Items from a data source:
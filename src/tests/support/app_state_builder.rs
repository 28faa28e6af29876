use actix_web::web;
use sea_orm::{DatabaseBackend, DatabaseConnection, MockDatabase};
use std::sync::Arc;

use super::in_memory::InMemoryCourseStore;
use super::stubs::{StubLoginUseCase, StubRegisterUseCase, StubResolveUseCase};
use crate::admin::application::admin_use_cases::AdminUseCases;
use crate::admin::application::service::{
    DeleteCourseService, GetAnalyticsService, GetDashboardService, ListCoursesService,
    ListEnrollmentsService, ListUsersService, UpdateCourseService, UpdateUserRoleService,
    UpdateUserStatusService,
};
use crate::auth::application::auth_use_cases::AuthUseCases;
use crate::auth::application::domain::entities::User;
use crate::auth::application::use_cases::login_user::ILoginUserUseCase;
use crate::auth::application::use_cases::register_user::IRegisterUserUseCase;
use crate::auth::application::use_cases::resolve_current_user::ResolveUserError;
use crate::course::application::course_use_cases::CourseUseCases;
use crate::course::application::ports::outgoing::{
    CourseQuery, CourseRepository, EnrollmentRepository,
};
use crate::course::application::service::{
    AddLessonService, CreateCourseService, DeleteLessonService, EnrollInCourseService,
    GetCourseService, GetCoursesService, GetLessonService, UpdateLessonService,
};
use crate::AppState;

fn course_use_cases<S>(store: S) -> CourseUseCases
where
    S: CourseQuery + CourseRepository + EnrollmentRepository + Clone + 'static,
{
    CourseUseCases {
        get_list: Arc::new(GetCoursesService::new(store.clone())),
        get_single: Arc::new(GetCourseService::new(store.clone())),
        create: Arc::new(CreateCourseService::new(store.clone())),
        add_lesson: Arc::new(AddLessonService::new(store.clone())),
        get_lesson: Arc::new(GetLessonService::new(store.clone())),
        update_lesson: Arc::new(UpdateLessonService::new(store.clone())),
        delete_lesson: Arc::new(DeleteLessonService::new(store.clone())),
        enroll: Arc::new(EnrollInCourseService::new(store.clone(), store)),
    }
}

fn admin_use_cases(store: InMemoryCourseStore) -> AdminUseCases {
    let users = store.user_store();
    AdminUseCases {
        dashboard: Arc::new(GetDashboardService::new(store.clone())),
        list_users: Arc::new(ListUsersService::new(store.clone())),
        update_user_role: Arc::new(UpdateUserRoleService::new(users.clone(), users.clone())),
        update_user_status: Arc::new(UpdateUserStatusService::new(users.clone(), users)),
        list_courses: Arc::new(ListCoursesService::new(store.clone())),
        update_course: Arc::new(UpdateCourseService::new(store.clone())),
        delete_course: Arc::new(DeleteCourseService::new(store.clone())),
        list_enrollments: Arc::new(ListEnrollmentsService::new(store.clone())),
        analytics: Arc::new(GetAnalyticsService::new(store)),
    }
}

/// Builds an `AppState` for handler tests. Every slot starts out wired to
/// an empty in-memory store, an anonymous caller and a database that
/// answers nothing.
pub struct TestAppStateBuilder {
    auth: AuthUseCases,
    course: CourseUseCases,
    admin: AdminUseCases,
    db: DatabaseConnection,
}

impl Default for TestAppStateBuilder {
    fn default() -> Self {
        let store = InMemoryCourseStore::default();
        Self {
            auth: AuthUseCases {
                register: Arc::new(StubRegisterUseCase),
                login: Arc::new(StubLoginUseCase),
                resolve_current_user: Arc::new(StubResolveUseCase(Err(
                    ResolveUserError::InvalidToken,
                ))),
            },
            course: course_use_cases(store.clone()),
            admin: admin_use_cases(store),
            db: MockDatabase::new(DatabaseBackend::Postgres).into_connection(),
        }
    }
}

impl TestAppStateBuilder {
    /// Any bearer token resolves to `user`.
    pub fn with_current_user(mut self, user: User) -> Self {
        self.auth.resolve_current_user = Arc::new(StubResolveUseCase(Ok(user)));
        self
    }

    pub fn with_resolve_error(mut self, err: ResolveUserError) -> Self {
        self.auth.resolve_current_user = Arc::new(StubResolveUseCase(Err(err)));
        self
    }

    pub fn with_login_user(mut self, use_case: impl ILoginUserUseCase + 'static) -> Self {
        self.auth.login = Arc::new(use_case);
        self
    }

    pub fn with_register_user(mut self, use_case: impl IRegisterUserUseCase + 'static) -> Self {
        self.auth.register = Arc::new(use_case);
        self
    }

    pub fn with_course_backend<S>(mut self, store: S) -> Self
    where
        S: CourseQuery + CourseRepository + EnrollmentRepository + Clone + 'static,
    {
        self.course = course_use_cases(store);
        self
    }

    pub fn with_admin_backend(mut self, store: InMemoryCourseStore) -> Self {
        self.admin = admin_use_cases(store);
        self
    }

    pub fn with_db(mut self, db: DatabaseConnection) -> Self {
        self.db = db;
        self
    }

    pub fn build(self) -> web::Data<AppState> {
        web::Data::new(AppState {
            auth: self.auth,
            course: self.course,
            admin: self.admin,
            db: Arc::new(self.db),
            app_name: "Course Platform API".to_string(),
        })
    }
}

Required work:
Look through the records and copy down every line that holds "DatabaseConnection".

Written response:
use sea_orm::{DatabaseBackend, DatabaseConnection, MockDatabase};
    db: DatabaseConnection,
    pub fn with_db(mut self, db: DatabaseConnection) -> Self {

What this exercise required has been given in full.